> **Directions**
An exact copy of all the entries is what is needed here.

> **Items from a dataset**
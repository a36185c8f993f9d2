//! HNSW build and search throughput against the flat index's ground truth.

use criterion::{black_box, criterion_group, criterion_main, BenchmarkId, Criterion};
use rand::{Rng, SeedableRng};
use rand_chacha::ChaCha8Rng;
use vecdb::config::Metric;
use vecdb::index::hnsw::HnswParams;
use vecdb::index::{FlatIndex, HnswIndex};

/// Deterministic across runs so successive benchmark invocations are
/// comparable; seeded rather than drawn from `thread_rng`.
fn generate_vectors(n: usize, dim: usize) -> Vec<Vec<f32>> {
    let mut rng = ChaCha8Rng::seed_from_u64(42);
    (0..n).map(|_| (0..dim).map(|_| rng.gen_range(-1.0f32..1.0)).collect()).collect()
}

fn default_params() -> HnswParams {
    HnswParams { m: 16, m_max0: 32, ef_construction: 200, ef_search: 50, ml: 1.0 / (16f64).ln() }
}

fn bench_insert(c: &mut Criterion) {
    let mut group = c.benchmark_group("hnsw_insert");

    for n in [1_000usize, 10_000].iter() {
        let dim = 64;
        let vectors = generate_vectors(*n, dim);

        group.bench_with_input(BenchmarkId::new("insert", n), &vectors, |b, vs| {
            b.iter(|| {
                let mut index = HnswIndex::new(dim, Metric::L2, default_params());
                for (i, v) in vs.iter().enumerate() {
                    index.insert(i as u64, v).unwrap();
                }
                black_box(index);
            })
        });
    }

    group.finish();
}

fn bench_search(c: &mut Criterion) {
    let mut group = c.benchmark_group("hnsw_search");

    for n in [1_000usize, 10_000].iter() {
        let dim = 64;
        let vectors = generate_vectors(*n, dim);

        let mut index = HnswIndex::new(dim, Metric::L2, default_params());
        for (i, v) in vectors.iter().enumerate() {
            index.insert(i as u64, v).unwrap();
        }

        let query = vectors[0].clone();

        group.bench_with_input(BenchmarkId::new("search_k10", n), &query, |b, q| {
            b.iter(|| black_box(index.search(q, 10, None, None).unwrap()))
        });
    }

    group.finish();
}

fn bench_flat_vs_hnsw_search(c: &mut Criterion) {
    let mut group = c.benchmark_group("flat_vs_hnsw_search");
    let dim = 64;
    let n = 5_000;
    let vectors = generate_vectors(n, dim);

    let mut flat = FlatIndex::new(dim, Metric::L2);
    let mut hnsw = HnswIndex::new(dim, Metric::L2, default_params());
    for (i, v) in vectors.iter().enumerate() {
        flat.insert(i as u64, v).unwrap();
        hnsw.insert(i as u64, v).unwrap();
    }
    let query = vectors[0].clone();

    group.bench_function("flat", |b| b.iter(|| black_box(flat.search(&query, 10, None).unwrap())));
    group.bench_function("hnsw", |b| b.iter(|| black_box(hnsw.search(&query, 10, None, None).unwrap())));

    group.finish();
}

criterion_group!(benches, bench_insert, bench_search, bench_flat_vs_hnsw_search);
criterion_main!(benches);
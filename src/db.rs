//! The embeddable database facade: ties the vector store, metadata store,
//! ANN index, BM25 engine, and secondary indexes together behind one
//! synchronized API, and owns on-disk persistence of the whole directory.

use std::path::{Path, PathBuf};
use std::sync::atomic::{AtomicBool, Ordering};

use parking_lot::{Mutex, RwLock};

use crate::bm25::{Bm25Params, InvertedIndex};
use crate::config::Config;
use crate::error::{Error, Result};
use crate::fusion::{self, FusionMethod};
use crate::index::hnsw::HnswParams;
use crate::index::{FlatIndex, HnswIndex};
use crate::metadata::{DocumentType, Metadata};
use crate::metadata_index::MetadataIndex;
use crate::store::{MetadataStore, VectorStore};

/// Seam for turning text into vectors. The core crate ships no embedding
/// model; callers that want `add_text`/`query_text` provide one.
pub trait TextEncoder: Send + Sync {
    fn encode(&self, text: &str) -> Result<Vec<f32>>;
}

enum IndexBackend {
    Flat(FlatIndex),
    Hnsw(HnswIndex),
}

impl IndexBackend {
    fn len(&self) -> usize {
        match self {
            IndexBackend::Flat(f) => f.len(),
            IndexBackend::Hnsw(h) => h.len(),
        }
    }

    fn insert(&mut self, id: u64, vector: &[f32]) -> Result<()> {
        match self {
            IndexBackend::Flat(f) => f.insert(id, vector),
            IndexBackend::Hnsw(h) => h.insert(id, vector),
        }
    }

    fn remove(&mut self, id: u64) -> Result<()> {
        match self {
            IndexBackend::Flat(f) => f.remove(id),
            IndexBackend::Hnsw(h) => h.remove(id),
        }
    }

    fn search(&self, query: &[f32], k: usize, ef: Option<usize>, filter: Option<&dyn Fn(u64) -> bool>) -> Result<Vec<(u64, f32)>> {
        match self {
            IndexBackend::Flat(f) => f.search(query, k, filter),
            IndexBackend::Hnsw(h) => h.search(query, k, ef, filter),
        }
    }
}

/// Search parameters shared by `query_vector` and `query_text`.
#[derive(Debug, Clone)]
pub struct QueryOptions {
    pub k: usize,
    pub ef_search: Option<usize>,
    pub include_metadata: bool,
    pub type_filter: Option<DocumentType>,
    pub date_filter: Option<String>,
    pub date_from: Option<String>,
    pub date_to: Option<String>,
    pub asset_filter: Option<String>,
    pub bias_filter: Option<String>,
    pub fusion_method: FusionMethod,
    pub vector_weight: f32,
    pub lexical_weight: f32,
}

impl Default for QueryOptions {
    fn default() -> Self {
        Self {
            k: 10,
            ef_search: None,
            include_metadata: true,
            type_filter: None,
            date_filter: None,
            date_from: None,
            date_to: None,
            asset_filter: None,
            bias_filter: None,
            fusion_method: FusionMethod::ReciprocalRank,
            vector_weight: 0.5,
            lexical_weight: 0.5,
        }
    }
}

#[derive(Debug, Clone)]
pub struct QueryResult {
    pub id: u64,
    pub score: f32,
    pub metadata: Option<Metadata>,
}

pub struct Database {
    dir: PathBuf,
    config: Config,
    vectors: Mutex<VectorStore>,
    metadata: Mutex<MetadataStore>,
    index: RwLock<IndexBackend>,
    bm25: RwLock<InvertedIndex>,
    metadata_index: RwLock<MetadataIndex>,
    encoder: Option<Box<dyn TextEncoder>>,
    ready: AtomicBool,
}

> **Completed task**
repository a36185c8f993f9d2
//! HNSW build and search throughput against the flat index's ground truth.

use criterion::{black_box, criterion_group, criterion_main, BenchmarkId, Criterion};
use rand::{Rng, SeedableRng};
use rand_chacha::ChaCha8Rng;
use vecdb::config::Metric;
use vecdb::index::hnsw::HnswParams;
use vecdb::index::{FlatIndex, HnswIndex};

/// Deterministic across runs so successive benchmark invocations are
/// comparable; seeded rather than drawn from `thread_rng`.
fn generate_vectors(n: usize, dim: usize) -> Vec<Vec<f32>> {
    let mut rng = ChaCha8Rng::seed_from_u64(42);
    (0..n).map(|_| (0..dim).map(|_| rng.gen_range(-1.0f32..1.0)).collect()).collect()
}

fn default_params() -> HnswParams {
    HnswParams { m: 16, m_max0: 32, ef_construction: 200, ef_search: 50, ml: 1.0 / (16f64).ln() }
}

fn bench_insert(c: &mut Criterion) {
    let mut group = c.benchmark_group("hnsw_insert");

    for n in [1_000usize, 10_000].iter() {
        let dim = 64;
        let vectors = generate_vectors(*n, dim);

        group.bench_with_input(BenchmarkId::new("insert", n), &vectors, |b, vs| {
            b.iter(|| {
                let mut index = HnswIndex::new(dim, Metric::L2, default_params());
                for (i, v) in vs.iter().enumerate() {
                    index.insert(i as u64, v).unwrap();
                }
                black_box(index);
            })
        });
    }

    group.finish();
}

fn bench_search(c: &mut Criterion) {
    let mut group = c.benchmark_group("hnsw_search");

    for n in [1_000usize, 10_000].iter() {
        let dim = 64;
        let vectors = generate_vectors(*n, dim);

        let mut index = HnswIndex::new(dim, Metric::L2, default_params());
        for (i, v) in vectors.iter().enumerate() {
            index.insert(i as u64, v).unwrap();
        }

        let query = vectors[0].clone();

        group.bench_with_input(BenchmarkId::new("search_k10", n), &query, |b, q| {
            b.iter(|| black_box(index.search(q, 10, None, None).unwrap()))
        });
    }

    group.finish();
}

fn bench_flat_vs_hnsw_search(c: &mut Criterion) {
    let mut group = c.benchmark_group("flat_vs_hnsw_search");
    let dim = 64;
    let n = 5_000;
    let vectors = generate_vectors(n, dim);

    let mut flat = FlatIndex::new(dim, Metric::L2);
    let mut hnsw = HnswIndex::new(dim, Metric::L2, default_params());
    for (i, v) in vectors.iter().enumerate() {
        flat.insert(i as u64, v).unwrap();
        hnsw.insert(i as u64, v).unwrap();
    }
    let query = vectors[0].clone();

    group.bench_function("flat", |b| b.iter(|| black_box(flat.search(&query, 10, None).unwrap())));
    group.bench_function("hnsw", |b| b.iter(|| black_box(hnsw.search(&query, 10, None, None).unwrap())));

    group.finish();
}

criterion_group!(benches, bench_insert, bench_search, bench_flat_vs_hnsw_search);
criterion_main!(benches);
filename src/db.rs
//! The embeddable database facade: ties the vector store, metadata store,
//! ANN index, BM25 engine, and secondary indexes together behind one
//! synchronized API, and owns on-disk persistence of the whole directory.

use std::path::{Path, PathBuf};
use std::sync::atomic::{AtomicBool, Ordering};

use parking_lot::{Mutex, RwLock};

use crate::bm25::{Bm25Params, InvertedIndex};
use crate::config::Config;
use crate::error::{Error, Result};
use crate::fusion::{self, FusionMethod};
use crate::index::hnsw::HnswParams;
use crate::index::{FlatIndex, HnswIndex};
use crate::metadata::{DocumentType, Metadata};
use crate::metadata_index::MetadataIndex;
use crate::store::{MetadataStore, VectorStore};

/// Seam for turning text into vectors. The core crate ships no embedding
/// model; callers that want `add_text`/`query_text` provide one.
pub trait TextEncoder: Send + Sync {
    fn encode(&self, text: &str) -> Result<Vec<f32>>;
}

enum IndexBackend {
    Flat(FlatIndex),
    Hnsw(HnswIndex),
}

impl IndexBackend {
    fn len(&self) -> usize {
        match self {
            IndexBackend::Flat(f) => f.len(),
            IndexBackend::Hnsw(h) => h.len(),
        }
    }

    fn insert(&mut self, id: u64, vector: &[f32]) -> Result<()> {
        match self {
            IndexBackend::Flat(f) => f.insert(id, vector),
            IndexBackend::Hnsw(h) => h.insert(id, vector),
        }
    }

    fn remove(&mut self, id: u64) -> Result<()> {
        match self {
            IndexBackend::Flat(f) => f.remove(id),
            IndexBackend::Hnsw(h) => h.remove(id),
        }
    }

    fn search(&self, query: &[f32], k: usize, ef: Option<usize>, filter: Option<&dyn Fn(u64) -> bool>) -> Result<Vec<(u64, f32)>> {
        match self {
            IndexBackend::Flat(f) => f.search(query, k, filter),
            IndexBackend::Hnsw(h) => h.search(query, k, ef, filter),
        }
    }
}

/// Search parameters shared by `query_vector` and `query_text`.
#[derive(Debug, Clone)]
pub struct QueryOptions {
    pub k: usize,
    pub ef_search: Option<usize>,
    pub include_metadata: bool,
    pub type_filter: Option<DocumentType>,
    pub date_filter: Option<String>,
    pub date_from: Option<String>,
    pub date_to: Option<String>,
    pub asset_filter: Option<String>,
    pub bias_filter: Option<String>,
    pub fusion_method: FusionMethod,
    pub vector_weight: f32,
    pub lexical_weight: f32,
}

impl Default for QueryOptions {
    fn default() -> Self {
        Self {
            k: 10,
            ef_search: None,
            include_metadata: true,
            type_filter: None,
            date_filter: None,
            date_from: None,
            date_to: None,
            asset_filter: None,
            bias_filter: None,
            fusion_method: FusionMethod::ReciprocalRank,
            vector_weight: 0.5,
            lexical_weight: 0.5,
        }
    }
}

#[derive(Debug, Clone)]
pub struct QueryResult {
    pub id: u64,
    pub score: f32,
    pub metadata: Option<Metadata>,
}

pub struct Database {
    dir: PathBuf,
    config: Config,
    vectors: Mutex<VectorStore>,
    metadata: Mutex<MetadataStore>,
    index: RwLock<IndexBackend>,
    bm25: RwLock<InvertedIndex>,
    metadata_index: RwLock<MetadataIndex>,
    encoder: Option<Box<dyn TextEncoder>>,
    ready: AtomicBool,
}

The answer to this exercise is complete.